In a study this week in the New England Journal of Medicine, researchers looked at whether Xarelto (rivaroxaban) alone or in combination with aspirin would result in better outcomes in treating artherosclerotic vascular disease, a form of heart disease often caused by high cholesterol. The research was designed to compare the combination to the use of aspirin alone.
The double-blind clinical trial, known as COMPASS, involved more than 27,000 participants, some of which were given a combination of Xarelto plus aspirin, and others were given either aspirin or Xarelto alone. The researchers looked at rates of cardiovascular death, stroke or heart attack.
According to the findings, patients given both Xarelto and aspirin had fewer cardiovascular problems, however, they were 70% more likely to suffer major bleeding events. There was no difference in fatalities, however. The group given Xarelto alone had about the same rate of heart problems as those given aspirin alone, but also suffered far more major bleeding events, the researchers noted.

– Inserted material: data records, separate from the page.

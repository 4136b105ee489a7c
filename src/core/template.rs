//! Deterministic itinerary built from templates and the landmark table, used
//! whenever hosted generation is unavailable.

use crate::{
    knowledge::Landmark,
    types::{ActivityRecord, BudgetTier, DailyPlan, FoodRecord, TripRequest},
};

use super::{extractor::MAX_TRAVEL_TIPS, fallback::day_label};

#[derive(Debug, Clone, Copy, PartialEq, Eq)]
pub enum TimeOfDay {
    Morning,
    Afternoon,
    Evening,
}

impl TimeOfDay {
    pub fn label(&self) -> &'static str {
        match self {
            TimeOfDay::Morning => "Morning",
            TimeOfDay::Afternoon => "Afternoon",
            TimeOfDay::Evening => "Evening",
        }
    }
}

#[derive(Debug, Clone, PartialEq)]
pub struct TemplateItinerary {
    pub daily_plan: DailyPlan,
    pub food_recommendations: Vec<FoodRecord>,
    pub travel_tips: Vec<String>,
}

pub fn build_template(request: &TripRequest, landmarks: &[Landmark]) -> TemplateItinerary {
    let mut daily_plan = DailyPlan::new();
    for day in 1..=request.num_days {
        daily_plan.insert(day_label(day), day_activities(request, landmarks, day));
    }

    TemplateItinerary {
        daily_plan,
        food_recommendations: destination_food(&request.destination),
        travel_tips: destination_tips(request),
    }
}

fn day_activities(request: &TripRequest, landmarks: &[Landmark], day: u32) -> Vec<ActivityRecord> {
    let destination = request.destination.as_str();

    if day == 1 {
        let arrival = ActivityRecord::new(
            format!("Arrival in {}", destination),
            "Morning",
            "Check into accommodation and get oriented with the city center",
        )
        .with_cost("$20-50");

        let second = match landmarks.first() {
            Some(landmark) => ActivityRecord::new(
                format!("Visit {}", landmark.name),
                "Afternoon",
                format!("{} - {}", landmark.description, landmark.kind),
            )
            .with_places(vec![landmark.name.clone()])
            .with_food_items(landmark.famous_foods.clone())
            .with_nearby_restaurants(landmark.nearby_food_spots.clone())
            .with_cost("$15-40"),
            None => ActivityRecord::new(
                format!("{} City Walking Tour", destination),
                "Afternoon",
                "Explore main streets, landmarks, and get your bearings",
            )
            .with_cost("$0-30"),
        };
        return vec![arrival, second];
    }

    if day == request.num_days {
        return vec![
            ActivityRecord::new(
                "Last-minute Shopping & Souvenirs",
                "Morning",
                "Visit local markets or shops for gifts and mementos",
            )
            .with_cost("$30-100"),
            ActivityRecord::new(
                "Departure Preparations",
                "Afternoon",
                "Check out, travel to airport/station",
            )
            .with_cost("$20-50"),
        ];
    }

    let morning = match landmarks.get(day as usize - 1) {
        Some(landmark) => ActivityRecord::new(
            format!("Explore {}", landmark.name),
            "Morning",
            format!(
                "{} - Experience this {} and discover its cultural significance.",
                landmark.description,
                landmark.kind.to_lowercase()
            ),
        )
        .with_places(vec![landmark.name.clone()])
        .with_food_items(landmark.famous_foods.clone())
        .with_nearby_restaurants(landmark.nearby_food_spots.clone())
        .with_cost("$20-60"),
        None => interest_activity(request, TimeOfDay::Morning),
    };

    vec![
        morning,
        interest_activity(request, TimeOfDay::Afternoon),
        interest_activity(request, TimeOfDay::Evening),
    ]
}

/// Generic activity for a time slot, nudged by the traveler's interests.
pub fn interest_activity(request: &TripRequest, slot: TimeOfDay) -> ActivityRecord {
    let destination = request.destination.as_str();

    let (name, description, place, food) = match slot {
        TimeOfDay::Morning if request.has_interest("museums") => (
            format!("{} Museum District", destination),
            "Explore local museums and cultural sites".to_string(),
            "Museum District",
            "Museum cafe classics",
        ),
        TimeOfDay::Morning if request.has_interest("nature") => (
            format!("{} Parks and Gardens", destination),
            "Enjoy outdoor spaces and natural attractions".to_string(),
            "Parks and Gardens",
            "Picnic provisions from local markets",
        ),
        TimeOfDay::Morning => (
            format!("{} Historic Landmarks Tour", destination),
            format!(
                "Visit the most iconic landmarks and monuments in {}.",
                destination
            ),
            "Historic City Center",
            "Traditional breakfast items",
        ),
        TimeOfDay::Afternoon => (
            format!("{} Cultural Districts & Neighborhoods", destination),
            format!(
                "Explore diverse neighborhoods that showcase the cultural heart of {}.",
                destination
            ),
            "Artist Quarters",
            "Neighborhood specialties",
        ),
        TimeOfDay::Evening => (
            format!("{} Entertainment & Nightlife", destination),
            format!("Experience the vibrant evening scene of {}.", destination),
            "Entertainment Districts",
            "Evening dining specialties",
        ),
    };

    ActivityRecord::new(name, slot.label(), description)
        .with_places(vec![place.to_string()])
        .with_food_items(vec![food.to_string()])
        .with_cost("$25-70")
}

fn destination_food(destination: &str) -> Vec<FoodRecord> {
    vec![
        FoodRecord {
            name: format!("Traditional {} Breakfast Experience", destination),
            description: format!("Start your day with an authentic {} breakfast.", destination),
            price_range: "$8-18".to_string(),
            restaurant: Some("Traditional breakfast cafes".to_string()),
        },
        FoodRecord {
            name: format!("{} Street Food Adventure", destination),
            description: format!("Dive into the vibrant street food scene of {}.", destination),
            price_range: "$3-12".to_string(),
            restaurant: Some("Street vendors".to_string()),
        },
    ]
}

fn destination_tips(request: &TripRequest) -> Vec<String> {
    let destination = request.destination.as_str();
    let mut tips = vec![
        format!(
            "Research {}'s local customs and etiquette before your trip",
            destination
        ),
        format!(
            "Check the weather forecast for {} and pack accordingly",
            destination
        ),
        "Download offline maps and translation apps for easier navigation".to_string(),
        "Keep digital and physical copies of important documents".to_string(),
        "Inform your bank about travel plans to avoid card blocks".to_string(),
    ];

    if request.num_people > 2 {
        tips.push("Book group activities and restaurant reservations in advance".to_string());
        tips.push("Designate a group leader for each day to help coordinate activities".to_string());
    }

    let tier_tips: &[&str] = match request.budget {
        BudgetTier::Budget => &[
            "Look for free walking tours and public spaces",
            "Shop at local markets for affordable meals and snacks",
            "Use public transportation instead of taxis when possible",
        ],
        BudgetTier::Luxury => &[
            "Book premium experiences and skip-the-line tickets",
            "Consider hiring private guides for personalized experiences",
            "Make reservations at high-end restaurants well in advance",
        ],
        BudgetTier::MidRange => &[],
    };
    tips.extend(tier_tips.iter().map(|tip| tip.to_string()));

    tips.truncate(MAX_TRAVEL_TIPS);
    tips
}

“Among patients with stable atherosclerotic vascular disease, those assigned to rivaroxaban (2.5 mg twice daily) plus aspirin had better cardiovascular outcomes and more major bleeding events than those assigned to aspirin alone,” the researchers determined. “Rivaroxaban (5 mg twice daily) alone did not result in better cardiovascular outcomes than aspirin alone and resulted in more major bleeding events.”
Xarelto Bleeding Lawsuits
The findings come about a month after a report warned that oral anticoagulants were linked to nearly 22,000 reports of serious injuries submitted to the FDA in 2016, and were associated with more than 3,000 reports of deaths.
The report concludes that harm from blood thinners was the highest priority drug safety problem of 2016, due to multiple factors, including the high rate of injury, their widespread use, and the seriousness of the injuries.
Of all of the oral anticoagulants examined, including both new and old drugs, Xarelto bleeding problems were the most common.
Xarelto (rivaroxoaban) is part of a new generation of novel oral anticoagulants and was introduced in 2011, as an alternative to Coumadin (warfarin), which has been the go-to anti-clotting treatment for decades. However, more than 18,000 Xarelto lawsuits have been filed against Bayer Healthcare and Janssen Pharmaceuticals, indicating that users suffered severe and uncontrollable bleeding events on the drug.
Given the similar questions of fact and law raised in the complaints, all federal cases are centralized before U.S. District Judge Eldon Fallon in the Eastern District of Louisiana, as part of an MDL or multidistrict litigation.
While all blood thinners may cause bleeding, the side effects of warfarin can be quickly reversed with a widely known antidote. However, there was no Xarelto reversal agent when the drug was introduced, and plaintiffs allege that Bayer and Johnson & Johnson failed to adequately warn users and the medical community about the lack of an antidote, which led to severe and uncontrollable bleeds.
Similar allegations were raised in thousands of Pradaxa lawsuits filed several years ago, as that other new-generation anticoagulant hit the market before Xarelto. However, the maker of that competing drug ultimately agreed to pay $650 million in Pradaxa settlements just before the first bellwether trials were set to begin, with an average of about $150,000 per claim.
As Xarelto bleeding lawyers continue to review potential cases for individuals prescribed the anticoagulant throughout the United States, the number of complaints has surpassed the number of claims involved in the Pradaxa litigation, as the drug has become more widely used in recent years.